Friday, January 4th, 2013

We started off the new year on a high, with lunch at The Ledbury.   There were two  menu options. The special lunch Menu at £45 or the Tasting Menu at £75, both available with matching wine.  Such a tough choice, but it was The Ledbury and we just had to go down the “More” route.   We had matching wines for each course (including a matching wine for the amuse bouche) making a total of 8 glasses each (I think).  Pretty heavy for lunch time drinking I have to say. In retrospect the “Less” route might have been the more sensible choice.

We found the restaurant to be rather quiet on this visit, only a few tables were in use during our mid week lunch. So if you pick your day carefully it is possible to get a reservation at this temple of gastronomy.

We started with Chantilly of Colchester Oysters with a Tartare of Scallop and Oyster, Horseradish and Dill – a very elegant dish, this was followed by Flame Grilled Mackerel with Smoked Eel, Celtic Mustard and Shiso. Then we had Hampshire Buffalo Milk Curd with Saint-Nectaire and Truffle Toast. The Truffle Toast was the highlight for me, delicious. We were four glasses down at this point when we moved on to the fish course of Roast Native Lobster with Broccoli stem, Natural Yogurt and Indian Spices in Brown Butter.

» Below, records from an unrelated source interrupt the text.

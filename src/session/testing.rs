//! Mock backends for testing
//!
//! These mocks let the session core run without a server.

use crate::backend::{
    AuthResponse, Backend, BackendError, ChatRequest, ChatResponse, EmailRequest, EmailResponse,
    LoginRequest, RegisterRequest, ResetRequest,
};
use async_trait::async_trait;
use std::collections::VecDeque;
use std::sync::{Arc, Mutex};
use tokio::sync::Notify;

// ============================================================================
// Mock Backend
// ============================================================================

/// Backend that returns queued responses and records every request
#[derive(Default)]
pub struct MockBackend {
    auth_responses: Mutex<VecDeque<Result<AuthResponse, BackendError>>>,
    chat_responses: Mutex<VecDeque<Result<ChatResponse, BackendError>>>,
    reset_responses: Mutex<VecDeque<Result<(), BackendError>>>,
    email_responses: Mutex<VecDeque<Result<EmailResponse, BackendError>>>,

    logins: Mutex<Vec<LoginRequest>>,
    registrations: Mutex<Vec<RegisterRequest>>,
    chats: Mutex<Vec<ChatRequest>>,
    resets: Mutex<Vec<ResetRequest>>,
    emails: Mutex<Vec<EmailRequest>>,
}

#[allow(dead_code)]
impl MockBackend {
    pub fn new() -> Self {
        Self::default()
    }

    /// Queue the result of the next login or register call
    pub fn queue_auth(&self, result: Result<AuthResponse, BackendError>) {
        self.auth_responses.lock().unwrap().push_back(result);
    }

    pub fn queue_chat(&self, result: Result<ChatResponse, BackendError>) {
        self.chat_responses.lock().unwrap().push_back(result);
    }

    /// Reset calls succeed unless a failure is queued
    pub fn queue_reset(&self, result: Result<(), BackendError>) {
        self.reset_responses.lock().unwrap().push_back(result);
    }

    /// Email calls report success unless something else is queued
    pub fn queue_email(&self, result: Result<EmailResponse, BackendError>) {
        self.email_responses.lock().unwrap().push_back(result);
    }

    pub fn recorded_logins(&self) -> Vec<LoginRequest> {
        self.logins.lock().unwrap().clone()
    }

    pub fn recorded_registrations(&self) -> Vec<RegisterRequest> {
        self.registrations.lock().unwrap().clone()
    }

    pub fn recorded_chats(&self) -> Vec<ChatRequest> {
        self.chats.lock().unwrap().clone()
    }

    pub fn recorded_resets(&self) -> Vec<ResetRequest> {
        self.resets.lock().unwrap().clone()
    }

    pub fn recorded_emails(&self) -> Vec<EmailRequest> {
        self.emails.lock().unwrap().clone()
    }

    fn next_auth(&self) -> Result<AuthResponse, BackendError> {
        self.auth_responses
            .lock()
            .unwrap()
            .pop_front()
            .unwrap_or_else(|| Err(BackendError::network("No mock response queued")))
    }

    fn next_chat(&self) -> Result<ChatResponse, BackendError> {
        self.chat_responses
            .lock()
            .unwrap()
            .pop_front()
            .unwrap_or_else(|| Err(BackendError::network("No mock response queued")))
    }
}

#[async_trait]
impl Backend for MockBackend {
    async fn login(&self, request: &LoginRequest) -> Result<AuthResponse, BackendError> {
        self.logins.lock().unwrap().push(request.clone());
        self.next_auth()
    }

    async fn register(&self, request: &RegisterRequest) -> Result<AuthResponse, BackendError> {
        self.registrations.lock().unwrap().push(request.clone());
        self.next_auth()
    }

    async fn chat(&self, request: &ChatRequest) -> Result<ChatResponse, BackendError> {
        self.chats.lock().unwrap().push(request.clone());
        self.next_chat()
    }

    async fn reset(&self, request: &ResetRequest) -> Result<(), BackendError> {
        self.resets.lock().unwrap().push(request.clone());
        self.reset_responses
            .lock()
            .unwrap()
            .pop_front()
            .unwrap_or(Ok(()))
    }

    async fn send_event_email(
        &self,
        request: &EmailRequest,
    ) -> Result<EmailResponse, BackendError> {
        self.emails.lock().unwrap().push(request.clone());
        self.email_responses
            .lock()
            .unwrap()
            .pop_front()
            .unwrap_or_else(|| {
                Ok(EmailResponse {
                    status: "success".to_string(),
                    message: None,
                })
            })
    }
}

// ============================================================================
// Gated Mock Backend (for in-flight testing)
// ============================================================================

/// Mock whose chat calls block until released
pub struct GatedMockBackend {
    inner: MockBackend,
    release: Notify,
    /// Notified when a chat request arrives (for test synchronization)
    pub chat_started: Arc<Notify>,
}

#[allow(dead_code)]
impl GatedMockBackend {
    pub fn new() -> Self {
        Self {
            inner: MockBackend::new(),
            release: Notify::new(),
            chat_started: Arc::new(Notify::new()),
        }
    }

    pub fn inner(&self) -> &MockBackend {
        &self.inner
    }

    /// Let one waiting (or the next) chat call complete
    pub fn release_one(&self) {
        self.release.notify_one();
    }
}

#[async_trait]
impl Backend for GatedMockBackend {
    async fn login(&self, request: &LoginRequest) -> Result<AuthResponse, BackendError> {
        self.inner.login(request).await
    }

    async fn register(&self, request: &RegisterRequest) -> Result<AuthResponse, BackendError> {
        self.inner.register(request).await
    }

    async fn chat(&self, request: &ChatRequest) -> Result<ChatResponse, BackendError> {
        self.inner.chats.lock().unwrap().push(request.clone());
        self.chat_started.notify_one();
        self.release.notified().await;
        self.inner.next_chat()
    }

    async fn reset(&self, request: &ResetRequest) -> Result<(), BackendError> {
        self.inner.reset(request).await
    }

    async fn send_event_email(
        &self,
        request: &EmailRequest,
    ) -> Result<EmailResponse, BackendError> {
        self.inner.send_event_email(request).await
    }
}
//! Core session state machine
//!
//! Implements the Elm Architecture pattern with pure state transitions.

mod effect;
pub mod event;
pub mod state;
pub(crate) mod transition;

#[cfg(test)]
mod proptests;

pub use effect::Effect;
pub use event::Event;
pub use state::{ChatState, SessionState};
pub use transition::{transition, TransitionError};
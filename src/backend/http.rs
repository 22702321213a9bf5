//! reqwest implementation of [`Backend`]

use super::types::{
    AuthResponse, ChatRequest, ChatResponse, EmailRequest, EmailResponse, ErrorResponse,
    LoginRequest, RegisterRequest, ResetRequest,
};
use super::{Backend, BackendError};
use async_trait::async_trait;
use reqwest::Client;
use serde::de::DeserializeOwned;
use serde::Serialize;
use std::time::Duration;

/// Backend reached over HTTP with JSON bodies
pub struct HttpBackend {
    client: Client,
    base_url: String,
}

impl HttpBackend {
    pub fn new(base_url: &str, timeout: Duration) -> Result<Self, BackendError> {
        let client = Client::builder()
            .timeout(timeout)
            .build()
            .map_err(|e| BackendError::unknown(format!("Failed to create HTTP client: {e}")))?;

        Ok(Self {
            client,
            base_url: base_url.trim_end_matches('/').to_string(),
        })
    }

    fn url(&self, path: &str) -> String {
        format!("{}{path}", self.base_url)
    }

    /// POST a JSON body and read back the raw response text
    async fn post_raw<Req: Serialize + Sync>(
        &self,
        path: &str,
        body: &Req,
    ) -> Result<String, BackendError> {
        let response = self
            .client
            .post(self.url(path))
            .json(body)
            .send()
            .await
            .map_err(|e| {
                if e.is_timeout() {
                    BackendError::network(format!("Request timeout: {e}"))
                } else if e.is_connect() {
                    BackendError::network(format!("Connection failed: {e}"))
                } else {
                    BackendError::unknown(format!("Request failed: {e}"))
                }
            })?;

        let status = response.status();
        let text = response
            .text()
            .await
            .map_err(|e| BackendError::network(format!("Failed to read response: {e}")))?;

        if !status.is_success() {
            return Err(classify_error(status.as_u16(), &text));
        }

        Ok(text)
    }

    async fn post<Req, Resp>(&self, path: &str, body: &Req) -> Result<Resp, BackendError>
    where
        Req: Serialize + Sync,
        Resp: DeserializeOwned,
    {
        let text = self.post_raw(path, body).await?;
        serde_json::from_str(&text)
            .map_err(|e| BackendError::decode(format!("Failed to parse {path} response: {e}")))
    }
}

/// Map a non-success status and body to an error
fn classify_error(status: u16, body: &str) -> BackendError {
    let detail = serde_json::from_str::<ErrorResponse>(body)
        .map(|e| e.detail_text())
        .ok();

    match status {
        400..=499 => BackendError::rejected(
            status,
            detail.unwrap_or_else(|| "Something went wrong".to_string()),
        ),
        500..=599 => BackendError::server_error(
            status,
            detail.unwrap_or_else(|| format!("Server error (HTTP {status})")),
        ),
        _ => BackendError::unknown(format!("HTTP {status}: {body}")).with_status(status),
    }
}

#[async_trait]
impl Backend for HttpBackend {
    async fn login(&self, request: &LoginRequest) -> Result<AuthResponse, BackendError> {
        self.post("/login", request).await
    }

    async fn register(&self, request: &RegisterRequest) -> Result<AuthResponse, BackendError> {
        self.post("/register", request).await
    }

    async fn chat(&self, request: &ChatRequest) -> Result<ChatResponse, BackendError> {
        self.post("/chat", request).await
    }

    async fn reset(&self, request: &ResetRequest) -> Result<(), BackendError> {
        // Acknowledgement body is ignored
        self.post_raw("/reset", request).await.map(|_| ())
    }

    async fn send_event_email(
        &self,
        request: &EmailRequest,
    ) -> Result<EmailResponse, BackendError> {
        self.post("/send-event-email", request).await
    }
}
//! Ordered chat history and its persistence

use crate::model::Message;
use crate::store::{load_json, save_json, KeyValueStore, StoreResult};

/// Store key for the persisted log
pub const HISTORY_KEY: &str = "chat_history";

/// The conversation as shown to the user, in insertion order
///
/// Memory is updated first and then the whole log is written; a failed
/// write leaves the in-memory log ahead of the stored one until the next
/// successful write.
pub struct ConversationLog<S> {
    store: S,
    messages: Vec<Message>,
}

impl<S: KeyValueStore> ConversationLog<S> {
    /// Load the persisted history, or seed the generic greeting
    pub fn restore(store: S) -> Self {
        let messages = match load_json::<Vec<Message>, _>(&store, HISTORY_KEY) {
            Ok(Some(messages)) if !messages.is_empty() => messages,
            Ok(_) => vec![Message::greeting(None)],
            Err(e) => {
                tracing::warn!(error = %e, "Stored chat history unreadable, starting fresh");
                vec![Message::greeting(None)]
            }
        };
        Self { store, messages }
    }

    pub fn messages(&self) -> &[Message] {
        &self.messages
    }

    pub fn len(&self) -> usize {
        self.messages.len()
    }

    pub fn append(&mut self, message: Message) -> StoreResult<()> {
        self.messages.push(message);
        self.persist()
    }

    /// Only the reset path swaps out the whole log
    pub(crate) fn replace_all(&mut self, messages: Vec<Message>) -> StoreResult<()> {
        self.messages = messages;
        self.persist()
    }

    pub(crate) fn clear(&mut self) -> StoreResult<()> {
        self.messages.clear();
        self.store.remove(HISTORY_KEY)
    }

    fn persist(&self) -> StoreResult<()> {
        save_json(&self.store, HISTORY_KEY, &self.messages)
    }
}

#[cfg(test)]
mod tests {
    use super::*;
    use crate::model::{SocialEvent, GENERIC_GREETING};
    use crate::store::MemoryStore;

    #[test]
    fn fresh_store_seeds_greeting() {
        let log = ConversationLog::restore(MemoryStore::new());
        assert_eq!(log.len(), 1);
        assert_eq!(log.messages()[0].text, GENERIC_GREETING);
    }

    #[test]
    fn append_persists_full_log() {
        let store = MemoryStore::new();
        let mut log = ConversationLog::restore(store.clone());
        log.append(Message::user("jazz nights")).unwrap();
        log.append(Message::assistant(
            "Found one!",
            vec![SocialEvent {
                title: "Jazz Night".to_string(),
                date: "Fri".to_string(),
                ..SocialEvent::default()
            }],
        ))
        .unwrap();

        let restored = ConversationLog::restore(store);
        assert_eq!(restored.messages(), log.messages());
        assert_eq!(restored.len(), 3);
    }

    #[test]
    fn clear_removes_persisted_record() {
        let store = MemoryStore::new();
        let mut log = ConversationLog::restore(store.clone());
        log.append(Message::user("hi")).unwrap();
        log.clear().unwrap();

        assert_eq!(log.len(), 0);
        assert!(store.load(HISTORY_KEY).unwrap().is_none());
    }

    #[test]
    fn replace_all_persists_immediately() {
        let store = MemoryStore::new();
        let mut log = ConversationLog::restore(store.clone());
        log.append(Message::user("hi")).unwrap();
        log.replace_all(vec![Message::greeting(Some("Al"))]).unwrap();

        let restored = ConversationLog::restore(store);
        assert_eq!(restored.messages(), &[Message::greeting(Some("Al"))]);
    }

    #[test]
    fn corrupt_or_empty_history_falls_back_to_greeting() {
        let store = MemoryStore::new();
        store.save(HISTORY_KEY, "{{{").unwrap();
        assert_eq!(
            ConversationLog::restore(store.clone()).messages(),
            &[Message::greeting(None)]
        );

        store.save(HISTORY_KEY, "[]").unwrap();
        assert_eq!(
            ConversationLog::restore(store).messages(),
            &[Message::greeting(None)]
        );
    }
}
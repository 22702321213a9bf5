//! Starting a fresh conversation

use super::{Outbound, Session, SessionError, SettleGuard};
use crate::backend::Backend;
use crate::state_machine::{Event, TransitionError};
use crate::store::KeyValueStore;

impl<B, S> Session<B, S>
where
    B: Backend,
    S: KeyValueStore + Clone,
{
    /// Clear the conversation locally and ask the backend to forget it
    ///
    /// The log, the greeting and the flags are reset before anything is
    /// awaited. A failed backend call is returned as an error but leaves the
    /// local reset in place.
    pub async fn reset(&self) -> Result<(), SessionError> {
        let processed = {
            let mut shared = self.lock();
            let user_name = shared.identity.current().map(|u| u.name.clone());
            self.apply(&mut shared, Event::Reset { user_name })?
        };

        let (generation, request) = match processed.outbound.into_iter().next() {
            Some(Outbound::Reset {
                generation,
                request,
            }) => (generation, request),
            other => {
                return Err(TransitionError::InvalidTransition(format!(
                    "reset produced {other:?} instead of a reset request"
                ))
                .into())
            }
        };

        let guard = SettleGuard::new(self, Event::ResetSettled { generation });
        let result = self.backend.reset(&request).await;
        guard.disarm();

        self.process(Event::ResetSettled { generation })?;

        match result {
            Ok(()) => {
                tracing::info!(session_id = %self.id, generation, "Conversation reset");
                Ok(())
            }
            Err(e) => {
                tracing::warn!(
                    session_id = %self.id,
                    generation,
                    error = %e,
                    "Backend reset failed, local conversation already cleared"
                );
                Err(e.into())
            }
        }
    }
}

This was followed by Pork Cheek cooked in Pedro Ximénez with Puffed Grains and Spiced Cream and Roast Haunch of Fallow Deer with White Beetroot and Smoked Bone Marrow and several more glasses of well matched wines. We finished with a light pre-dessert and the dessert of Pavé of Chocolate with Milk Purée and Lovage Ice Cream.

The food was universally good, we just felt that we had over done it.  I am always happy to go to The Ledbury but I think next time I will stick to the set lunch.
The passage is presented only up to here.